Failing to Trek

I’ve been to Nepal twice and have yet to make it on a serious trek. What I did instead was hike smaller trails, walk around cities and towns, talk to people, think about where I was and what it meant, and write.

Below you will find the opening paragraphs to seven vignettes from Nepal. I have not included the entire text as these stories will be published in the near future. If you wish to read the full text or enquire about publishing rights, please contact me here.

1. Off to a Good Start

It could have been worse. I was in Thailand; I could have been rolled.

The first morning of the trip, I woke with a jolt and a fierce chill running up my spine. I fell out of the clean bed, the three-star bed chilled by three-star air-conditioning, and stumbled into the bathroom to vomit into the beige porcelain toilet. I stared at the spiral stains in the bowl, stains made from high mineral deposits that have flowed through the bowl for too many years, and waited for my stomach to empty. The wake-up call – a shrill double ring of the hotel phone – sounded again from the other room as my head continued to droop forward. I stood up and coughed, then washed my face and hands. I was afraid to look in the mirror.

2. Something in the Air

Katmandu had shed its night, the dark that descended as I walked alongside the Royal Palace, the dark that brought out the gargantuan bats, the dark that hid broken sidewalks and breaking streets. But as I walked the sleepiness out of my system that first morning, the monochrome grey light at six AM showed nothing more than small carrion birds fighting with the garbage. The city moved barely a twitch. With no real light, it didn’t seem alive.

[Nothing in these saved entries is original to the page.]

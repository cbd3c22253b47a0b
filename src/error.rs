use thiserror::Error;

/// Exit codes following Unix conventions.
pub const EXIT_GENERAL: i32 = 1;
pub const EXIT_USAGE: i32 = 2;
pub const EXIT_NETWORK: i32 = 3;
pub const EXIT_AUTH: i32 = 4;
pub const EXIT_FILE: i32 = 5;

#[derive(Error, Debug)]
pub enum CliError {
    /// Bad input caught before any network I/O (oversized payload,
    /// empty stdin, bad flag combination, unknown config key).
    #[error("{0}")]
    Validation(String),

    /// A local file could not be read or written.
    #[error("{0}")]
    File(String),

    /// Connection, DNS or timeout failure after retries were exhausted.
    #[error("Network error: {0}")]
    Transport(String),

    /// Terminal non-2xx response from the server.
    #[error("{message}")]
    Remote { status: u16, message: String },

    /// The response body matched neither the expected record shape nor
    /// the error envelope. Signals a client/server protocol mismatch.
    #[error("Protocol error: {0}")]
    Protocol(String),

    /// A client key is required but not configured.
    #[error("{0}")]
    Auth(String),

    /// Config file could not be loaded or written.
    #[error("Config error: {0}")]
    Config(String),

    #[error("IO error: {0}")]
    Io(#[from] std::io::Error),
}

impl CliError {
    /// Builds a terminal error from an HTTP status and the server's
    /// detail message.
    pub fn from_status(status: u16, message: impl Into<String>) -> Self {
        CliError::Remote {
            status,
            message: message.into(),
        }
    }

    pub fn exit_code(&self) -> i32 {
        match self {
            CliError::Validation(_) => EXIT_USAGE,
            CliError::File(_) => EXIT_FILE,
            CliError::Transport(_) => EXIT_NETWORK,
            CliError::Remote { status, .. } => match *status {
                s if s >= 500 => EXIT_NETWORK,
                401 | 403 => EXIT_AUTH,
                s if s >= 400 => EXIT_USAGE,
                _ => EXIT_GENERAL,
            },
            CliError::Protocol(_) => EXIT_GENERAL,
            CliError::Auth(_) => EXIT_AUTH,
            CliError::Config(_) => EXIT_GENERAL,
            CliError::Io(_) => EXIT_GENERAL,
        }
    }
}

/// Whether a status code is worth another attempt. Everything else,
/// success included, is terminal for retry purposes.
pub fn retryable_status(status: u16) -> bool {
    matches!(status, 408 | 429 | 500 | 502 | 503 | 504)
}
//! Scripted HTTP responder for wire tests: one canned response per
//! expected connection, raw requests captured for inspection.

use std::io::{Read, Write};
use std::net::{TcpListener, TcpStream};
use std::sync::atomic::{AtomicUsize, Ordering};
use std::sync::Arc;
use std::thread;

pub struct ScriptedServer {
    pub url: String,
    hits: Arc<AtomicUsize>,
    handle: Option<thread::JoinHandle<Vec<Vec<u8>>>>,
}

impl ScriptedServer {
    pub fn start(responses: Vec<(u16, &'static str)>) -> Self {
        let listener = TcpListener::bind("127.0.0.1:0").unwrap();
        let url = format!("http://{}", listener.local_addr().unwrap());
        let hits = Arc::new(AtomicUsize::new(0));
        let hits_in_thread = hits.clone();

        let handle = thread::spawn(move || {
            let mut captured = Vec::new();
            for (status, body) in responses {
                let (mut stream, _) = listener.accept().unwrap();
                hits_in_thread.fetch_add(1, Ordering::SeqCst);
                captured.push(read_request(&mut stream));
                let response = format!(
                    "HTTP/1.1 {status} {}\r\n\
                     Content-Type: application/json\r\n\
                     Content-Length: {}\r\n\
                     Connection: close\r\n\r\n{body}",
                    reason_phrase(status),
                    body.len(),
                );
                stream.write_all(response.as_bytes()).unwrap();
            }
            captured
        });

        ScriptedServer {
            url,
            hits,
            handle: Some(handle),
        }
    }

    /// Connections accepted so far.
    pub fn hits(&self) -> usize {
        self.hits.load(Ordering::SeqCst)
    }

    /// Waits for the script to complete and returns the raw requests.
    pub fn finish(mut self) -> Vec<Vec<u8>> {
        self.handle.take().unwrap().join().unwrap()
    }
}

/// Reads headers plus a Content-Length-delimited body. Requests
/// without a body terminate at the blank line.
fn read_request(stream: &mut TcpStream) -> Vec<u8> {
    let mut buf = Vec::new();
    let mut chunk = [0u8; 4096];

    loop {
        let n = stream.read(&mut chunk).unwrap();
        if n == 0 {
            return buf;
        }
        buf.extend_from_slice(&chunk[..n]);

        if let Some(pos) = find(&buf, b"\r\n\r\n") {
            let body_start = pos + 4;
            let headers = String::from_utf8_lossy(&buf[..pos]).to_ascii_lowercase();
            let content_length = headers
                .lines()
                .find_map(|line| line.strip_prefix("content-length:"))
                .and_then(|v| v.trim().parse::<usize>().ok())
                .unwrap_or(0);

            while buf.len() < body_start + content_length {
                let n = stream.read(&mut chunk).unwrap();
                if n == 0 {
                    break;
                }
                buf.extend_from_slice(&chunk[..n]);
            }
            return buf;
        }
    }
}

fn find(haystack: &[u8], needle: &[u8]) -> Option<usize> {
    haystack
        .windows(needle.len())
        .position(|window| window == needle)
}

fn reason_phrase(status: u16) -> &'static str {
    match status {
        200 => "OK",
        201 => "Created",
        204 => "No Content",
        400 => "Bad Request",
        401 => "Unauthorized",
        403 => "Forbidden",
        404 => "Not Found",
        500 => "Internal Server Error",
        503 => "Service Unavailable",
        _ => "Status",
    }
}
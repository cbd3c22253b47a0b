use std::time::Duration;

/// Ordered backoff schedule consumed one wait per retry. The default
/// table is a fixed sequence, not a computed curve; the exact timings
/// are part of the client's observable behavior.
#[derive(Debug, Clone)]
pub struct RetryPlan {
    waits: Vec<Duration>,
}

impl Default for RetryPlan {
    fn default() -> Self {
        RetryPlan {
            waits: vec![
                Duration::from_secs(1),
                Duration::from_secs(2),
                Duration::from_secs(4),
            ],
        }
    }
}

impl RetryPlan {
    /// A custom schedule. Tests use millisecond waits to keep retry
    /// scenarios fast.
    pub fn new(waits: Vec<Duration>) -> Self {
        RetryPlan { waits }
    }

    /// Maximum number of retries; total attempts are `max_retries() + 1`.
    pub fn max_retries(&self) -> usize {
        self.waits.len()
    }

    /// Wait to apply before retry `attempt` (1-based). `None` once the
    /// schedule is exhausted.
    pub fn wait_before(&self, attempt: usize) -> Option<Duration> {
        if attempt == 0 {
            return None;
        }
        self.waits.get(attempt - 1).copied()
    }
}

3. Perambulations and Pick-me-ups

There’s an aspect to Asian travel I learned of personally during my days of shoestring hitching, but which I’d forgotten in these last few years: it involves never getting to your destination in the way you intend.

4. Double Chubby Chuck and a Side of Fries, Please

After flying into Katmandu with my guts significantly strung out, I was appreciably apprehensive about the food. I tried a single grilled cheese sandwich, and this led tentatively to soup, then rice. After my first morning walkabout, I stopped at The Bakery Café, a well-lighted restaurant near Durbar Marg, to test my constitution. Scrambled eggs should be safe enough, I thought, then paused to contemplate the bacon.

5. Walk on the Wild Side

“If you meet bear,” Kamal said, “be aggressive.”

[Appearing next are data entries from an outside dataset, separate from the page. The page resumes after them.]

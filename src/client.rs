//! HTTP client for the Relic API.
//!
//! `ApiClient` owns the in-flight exchange: it attaches the client-key
//! header, emits the verbose trace, and runs the retry loop. Retry
//! decisions look at status codes only; interpreting response bodies
//! belongs to the typed decode helpers below, which run once per
//! logical request after retries are settled.

use std::thread;

use reqwest::blocking::{multipart, Client, Request, RequestBuilder, Response};
use reqwest::Method;
use serde::de::DeserializeOwned;
use tracing::debug;

use crate::config::Config;
use crate::error::{retryable_status, CliError};
use crate::retry::RetryPlan;
use crate::types::{
    ClientInfo, ErrorResponse, RelicCreateRequest, RelicCreateResponse, RelicListResponse,
    RelicMetadata,
};

pub const CLIENT_KEY_HEADER: &str = "X-Client-Key";

pub struct ApiClient {
    http: Client,
    base_url: String,
    client_key: Option<String>,
    retry: RetryPlan,
}

impl ApiClient {
    pub fn new(cfg: &Config) -> Result<Self, CliError> {
        let http = Client::builder()
            .timeout(std::time::Duration::from_secs(cfg.timeout_secs))
            .build()
            .map_err(|e| CliError::Transport(e.to_string()))?;

        Ok(ApiClient {
            http,
            base_url: cfg.server.trim_end_matches('/').to_string(),
            client_key: (!cfg.client_key.is_empty()).then(|| cfg.client_key.clone()),
            retry: RetryPlan::default(),
        })
    }

    /// Swaps the backoff schedule; tests use millisecond waits.
    pub fn with_retry_plan(mut self, plan: RetryPlan) -> Self {
        self.retry = plan;
        self
    }

    fn request(&self, method: Method, path: &str) -> RequestBuilder {
        let mut builder = self.http.request(method, format!("{}{path}", self.base_url));
        if let Some(key) = &self.client_key {
            builder = builder.header(CLIENT_KEY_HEADER, key);
        }
        builder
    }

    fn build(builder: RequestBuilder) -> Result<Request, CliError> {
        builder
            .build()
            .map_err(|e| CliError::Config(format!("invalid request: {e}")))
    }

    /// Runs one logical request, retrying transient failures per the
    /// retry plan. Transport errors and retryable statuses consume one
    /// wait each; any other response is returned as-is for the caller
    /// to inspect.
    fn execute(&self, req: Request) -> Result<Response, CliError> {
        trace_request(&req);

        let max_retries = self.retry.max_retries();
        let mut last_err = String::new();

        for attempt in 0..=max_retries {
            if let Some(wait) = self.retry.wait_before(attempt) {
                debug!("retry attempt {attempt}/{max_retries} after {wait:?}");
                thread::sleep(wait);
            }

            let attempt_req = req
                .try_clone()
                .ok_or_else(|| CliError::Transport("request body cannot be replayed".into()))?;

            match self.http.execute(attempt_req) {
                Err(err) => {
                    last_err = err.to_string();
                    if attempt < max_retries {
                        continue;
                    }
                }
                Ok(resp) => {
                    let status = resp.status().as_u16();
                    if retryable_status(status) && attempt < max_retries {
                        last_err = format!("server returned {status}");
                        // Dropping the response closes its body.
                        continue;
                    }
                    debug!(status, "response");
                    return Ok(resp);
                }
            }
        }

        Err(CliError::Transport(format!("max retries exceeded: {last_err}")))
    }

    /// Single send for requests whose body streams from disk and
    /// cannot be replayed. Same headers and trace as `execute`.
    fn send_once(&self, req: Request) -> Result<Response, CliError> {
        trace_request(&req);
        let resp = self
            .http
            .execute(req)
            .map_err(|e| CliError::Transport(e.to_string()))?;
        debug!(status = resp.status().as_u16(), "response");
        Ok(resp)
    }

    /// `POST /api/v1/relics` with a prepared multipart form.
    pub fn create_relic(&self, form: multipart::Form) -> Result<RelicCreateResponse, CliError> {
        let req = Self::build(self.request(Method::POST, "/api/v1/relics").multipart(form))?;
        let resp = self.send_once(req)?;
        decode_json(resp, &[200, 201])
    }

    pub fn get_relic(&self, id: &str) -> Result<RelicMetadata, CliError> {
        let req = Self::build(self.request(Method::GET, &format!("/api/v1/relics/{id}")))?;
        decode_json(self.execute(req)?, &[200])
    }

    /// Raw content stream; the caller copies the body wherever it
    /// belongs.
    pub fn get_relic_content(&self, id: &str) -> Result<Response, CliError> {
        let req = Self::build(self.request(Method::GET, &format!("/{id}/raw")))?;
        let resp = self.execute(req)?;
        if resp.status().as_u16() != 200 {
            return Err(error_from_response(resp));
        }
        Ok(resp)
    }

    pub fn list_relics(&self, limit: u32, offset: u32) -> Result<RelicListResponse, CliError> {
        let path = format!("/api/v1/relics?limit={limit}&offset={offset}");
        let req = Self::build(self.request(Method::GET, &path))?;
        decode_json(self.execute(req)?, &[200])
    }

    pub fn list_client_relics(
        &self,
        limit: u32,
        offset: u32,
        access_level: Option<&str>,
    ) -> Result<RelicListResponse, CliError> {
        let mut path = format!("/api/v1/client/relics?limit={limit}&offset={offset}");
        if let Some(level) = access_level {
            path.push_str(&format!("&access_level={level}"));
        }
        let req = Self::build(self.request(Method::GET, &path))?;
        decode_json(self.execute(req)?, &[200])
    }

    pub fn fork_relic(
        &self,
        id: &str,
        body: &RelicCreateRequest,
    ) -> Result<RelicCreateResponse, CliError> {
        let req = Self::build(
            self.request(Method::POST, &format!("/api/v1/relics/{id}/fork"))
                .json(body),
        )?;
        decode_json(self.execute(req)?, &[200, 201])
    }

    pub fn delete_relic(&self, id: &str) -> Result<(), CliError> {
        let req = Self::build(self.request(Method::DELETE, &format!("/api/v1/relics/{id}")))?;
        let resp = self.execute(req)?;
        match resp.status().as_u16() {
            200 | 204 => Ok(()),
            _ => Err(error_from_response(resp)),
        }
    }

    pub fn register_client(&self) -> Result<ClientInfo, CliError> {
        let req = Self::build(self.request(Method::POST, "/api/v1/client/register"))?;
        decode_json(self.execute(req)?, &[200, 201])
    }
}

/// First characters of the key, enough to recognize it in a trace
/// without disclosing it.
pub fn redact_key(key: &str) -> String {
    let prefix: String = key.chars().take(8).collect();
    format!("{prefix}...")
}

fn trace_request(req: &Request) {
    debug!("{} {}", req.method(), req.url());
    for (name, value) in req.headers() {
        let shown = if name.as_str().eq_ignore_ascii_case(CLIENT_KEY_HEADER) {
            redact_key(value.to_str().unwrap_or("<binary>"))
        } else {
            value.to_str().unwrap_or("<binary>").to_string()
        };
        debug!("{name}: {shown}");
    }
}

/// Decodes a success body into `T`, or converts anything else into a
/// terminal error. A success status with an unparseable body is a
/// protocol mismatch, reported distinctly from remote errors.
fn decode_json<T: DeserializeOwned>(resp: Response, ok: &[u16]) -> Result<T, CliError> {
    let status = resp.status().as_u16();
    let body = resp
        .text()
        .map_err(|e| CliError::Transport(format!("failed to read response body: {e}")))?;

    if !ok.contains(&status) {
        return Err(error_from_body(status, &body));
    }

    serde_json::from_str(&body).map_err(|e| CliError::Protocol(format!("unexpected response body: {e}")))
}

fn error_from_response(resp: Response) -> CliError {
    let status = resp.status().as_u16();
    match resp.text() {
        Ok(body) => error_from_body(status, &body),
        Err(_) => CliError::from_status(status, format!("server returned {status}")),
    }
}

/// Extracts the server's `{detail}` envelope, falling back to the raw
/// body text when the envelope does not parse.
fn error_from_body(status: u16, body: &str) -> CliError {
    let detail = match serde_json::from_str::<ErrorResponse>(body) {
        Ok(envelope) => envelope.detail,
        Err(_) if body.trim().is_empty() => format!("server returned {status}"),
        Err(_) => body.to_string(),
    };
    CliError::from_status(status, detail)
}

Our group of five stooped low to the ground, the better to see below the brush that thickened at chest-height. The Chitwan jungle was a maze of animal paths that ran helter-skelter under a thick canopy above – boars, tigers, leopards, and bears lived, walked and fed here. Trees were coiled with vines and choked with thick, sweaty leaves; the sky was a forgotten blue; dark, green nature surrounded us. We walked slowly, cautiously, crinking our necks to see forward.

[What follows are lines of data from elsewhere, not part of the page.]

impl Cli {
    pub fn run(&self) -> Result<(), CliError> {
        match &self.command {
            Some(Commands::Info { id }) => self.handle_info(id),
            Some(Commands::Get { id, output_file }) => self.handle_get(id, output_file.as_deref()),
            Some(Commands::List {
                limit,
                offset,
                access_level,
            }) => self.handle_list(*limit, *offset, access_level.as_deref()),
            Some(Commands::Recent { limit, offset }) => self.handle_recent(*limit, *offset),
            Some(Commands::Fork {
                id,
                name,
                description,
                access_level,
            }) => self.handle_fork(id, name, description, access_level),
            Some(Commands::Delete { id, yes }) => self.handle_delete(id, *yes),
            Some(Commands::Whoami) => self.handle_whoami(),
            Some(Commands::Init) => self.handle_init(),
            Some(Commands::Config { key, value, list }) => {
                self.handle_config(key.as_deref(), value.as_deref(), *list)
            }
            None => self.handle_upload(),
        }
    }

    fn load_config(&self) -> Result<Config, CliError> {
        let mut cfg = Config::load()?;
        if let Some(server) = &self.server {
            cfg.server = server.clone();
        }
        if let Some(key) = &self.client_key {
            cfg.client_key = key.clone();
        }
        Ok(cfg)
    }

    fn format(&self) -> OutputFormat {
        if self.quiet {
            return OutputFormat::Url;
        }
        match self.output.as_str() {
            "json" => OutputFormat::Json,
            "url" => OutputFormat::Url,
            _ => OutputFormat::Human,
        }
    }

    /// Flags take precedence over the configured default.
    fn resolve_access_level(&self, flag: &Option<String>, cfg: &Config) -> String {
        if self.public {
            return "public".to_string();
        }
        if self.private {
            return "private".to_string();
        }
        flag.clone().unwrap_or_else(|| cfg.access_level.clone())
    }

    fn resolve_expires_in(&self, cfg: &Config) -> String {
        self.expires_in
            .clone()
            .unwrap_or_else(|| cfg.expires_in.clone())
    }

    fn announce_new_key(&self, cfg: &Config) {
        if !self.quiet {
            eprintln!(
                "{} Generated new client key: {}",
                output::SYMBOL_INFO.blue(),
                client::redact_key(&cfg.client_key)
            );
            eprintln!(
                "{} Client key saved to config",
                output::SYMBOL_SUCCESS.green()
            );
        }
    }

    fn handle_upload(&self) -> Result<(), CliError> {
        let mut cfg = self.load_config()?;
        if config::ensure_client_key(&mut cfg)? {
            self.announce_new_key(&cfg);
        }

        let opts = UploadOptions {
            name: self.name.clone().unwrap_or_default(),
            description: self.description.clone().unwrap_or_default(),
            language: self.language.clone().unwrap_or_default(),
            access_level: self.resolve_access_level(&self.access_level, &cfg),
            expires_in: self.resolve_expires_in(&cfg),
            password: self.password.clone().unwrap_or_default(),
            show_progress: !self.no_progress && cfg.progress && !self.quiet,
        };

        let api = ApiClient::new(&cfg)?;
        let resp = match self.file.as_deref() {
            Some(path) if path != "-" => upload::upload_file(&api, Path::new(path), &opts)?,
            file => {
                if file.is_none() && io::stdin().is_terminal() {
                    return Err(CliError::Validation(
                        "No input provided. Pipe content or specify a file.".into(),
                    ));
                }
                upload::upload_stdin(&api, &opts)?
            }
        };

        let format = self.format();
        // Best-effort detail fetch for the human view.
        let metadata = if format == OutputFormat::Human {
            api.get_relic(&resp.id).ok()
        } else {
            None
        };
        output::print_created(&resp, metadata.as_ref(), format, &cfg.server)
    }

    fn handle_info(&self, id: &str) -> Result<(), CliError> {
        let cfg = self.load_config()?;
        let api = ApiClient::new(&cfg)?;
        let metadata = api.get_relic(id)?;
        output::print_info(&metadata, self.format())
    }

    fn handle_get(&self, id: &str, output_file: Option<&Path>) -> Result<(), CliError> {
        let cfg = self.load_config()?;
        let api = ApiClient::new(&cfg)?;
        let mut content = api.get_relic_content(id)?;

        match output_file {
            Some(path) => {
                let mut file = File::create(path).map_err(|e| {
                    CliError::File(format!("Failed to create {}: {e}", path.display()))
                })?;
                write_content(&mut content, &mut file)
            }
            None => write_content(&mut content, &mut io::stdout().lock()),
        }
    }

    fn handle_list(
        &self,
        limit: u32,
        offset: u32,
        access_level: Option<&str>,
    ) -> Result<(), CliError> {
        let cfg = self.load_config()?;
        if cfg.client_key.is_empty() {
            return Err(CliError::Auth(
                "Client key required. Create a relic to generate one.".into(),
            ));
        }
        let api = ApiClient::new(&cfg)?;
        let list = api.list_client_relics(limit, offset, access_level)?;
        output::print_list(&list, self.format(), &cfg.server)
    }

    fn handle_recent(&self, limit: u32, offset: u32) -> Result<(), CliError> {
        let cfg = self.load_config()?;
        let api = ApiClient::new(&cfg)?;
        let list = api.list_relics(limit, offset)?;
        output::print_list(&list, self.format(), &cfg.server)
    }

    fn handle_fork(
        &self,
        id: &str,
        name: &Option<String>,
        description: &Option<String>,
        access_level: &Option<String>,
    ) -> Result<(), CliError> {
        let mut cfg = self.load_config()?;
        if config::ensure_client_key(&mut cfg)? {
            self.announce_new_key(&cfg);
        }

        let api = ApiClient::new(&cfg)?;
        let body = RelicCreateRequest {
            name: name.clone().unwrap_or_default(),
            description: description.clone().unwrap_or_default(),
            access_level: self.resolve_access_level(access_level, &cfg),
        };
        let resp = api.fork_relic(id, &body)?;

        let format = self.format();
        let metadata = if format == OutputFormat::Human {
            api.get_relic(&resp.id).ok()
        } else {
            None
        };
        output::print_created(&resp, metadata.as_ref(), format, &cfg.server)
    }

    fn handle_delete(&self, id: &str, skip_confirm: bool) -> Result<(), CliError> {
        let cfg = self.load_config()?;
        if cfg.client_key.is_empty() {
            return Err(CliError::Auth(
                "Client key required. You must be the owner to delete.".into(),
            ));
        }

        if !skip_confirm {
            let confirmed = Confirm::new()
                .with_prompt(format!("Delete relic {id}?"))
                .default(false)
                .interact()?;
            if !confirmed {
                println!("Cancelled");
                return Ok(());
            }
        }

        let api = ApiClient::new(&cfg)?;
        api.delete_relic(id)?;
        if !self.quiet {
            println!("{} Deleted relic: {id}", output::SYMBOL_SUCCESS.green());
        }
        Ok(())
    }

    fn handle_whoami(&self) -> Result<(), CliError> {
        let cfg = self.load_config()?;
        if cfg.client_key.is_empty() {
            return Err(CliError::Auth(
                "No client key found. Create a relic to generate one.".into(),
            ));
        }
        let api = ApiClient::new(&cfg)?;
        let info = api.register_client()?;
        output::print_client_info(&info, self.format(), &cfg.server)
    }

    fn handle_init(&self) -> Result<(), CliError> {
        let path = config::init(&config::config_dir()?)?;
        println!(
            "{} Created config file at {}",
            output::SYMBOL_SUCCESS.green(),
            path.display()
        );
        Ok(())
    }

    fn handle_config(
        &self,
        key: Option<&str>,
        value: Option<&str>,
        list: bool,
    ) -> Result<(), CliError> {
        let cfg = self.load_config()?;

        if list {
            println!("core.server = {}", cfg.server);
            println!("core.timeout = {}", cfg.timeout_secs);
            println!("core.progress = {}", cfg.progress);
            if cfg.client_key.is_empty() {
                println!("client.key = (not set)");
            } else {
                println!("client.key = {}", client::redact_key(&cfg.client_key));
            }
            println!("defaults.access_level = {}", cfg.access_level);
            println!("defaults.expires_in = {}", cfg.expires_in);
            return Ok(());
        }

        match (key, value) {
            (None, _) => Err(CliError::Validation(
                "Usage: relic config [key] [value] or relic config --list".into(),
            )),
            (Some(key), None) => {
                println!("{}", cfg.get(key)?);
                Ok(())
            }
            (Some(key), Some(value)) => {
                cfg.set(key, value)?;
                println!(
                    "{} Set {key} = {value}",
                    output::SYMBOL_SUCCESS.green()
                );
                Ok(())
            }
        }
    }
}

6. And Then There’s The Himal

Tal and Ina were staying in a bungalow next to mine. At first I thought they were French because they stared as I came and went but silently refused to respond to my greetings. Tal was medium-height and slightly overweight, he had thin black hair and was almost bald on the top and back. Ina was a Mediterranean beauty, small and buxom, innocent eyes, skin like olive oil, long wanton hair and a penchant for wearing skin-tight t-shirts and spandex leggings in bright colors. They were playful with each other, and too young to be passionate.

7. All Day, Doing Nothing

Pokhara is a comfort zone. It has the rocky roads of a frontier town, the oxen carts in the street, the piles of cinder blocks, the blacked-out nights, but it also offers hot water showers, fresh croissants, and the tranquil Lake Phewa to drift on or gaze across while contemplating nothing important at all. It is a silk cushion on an up-country train.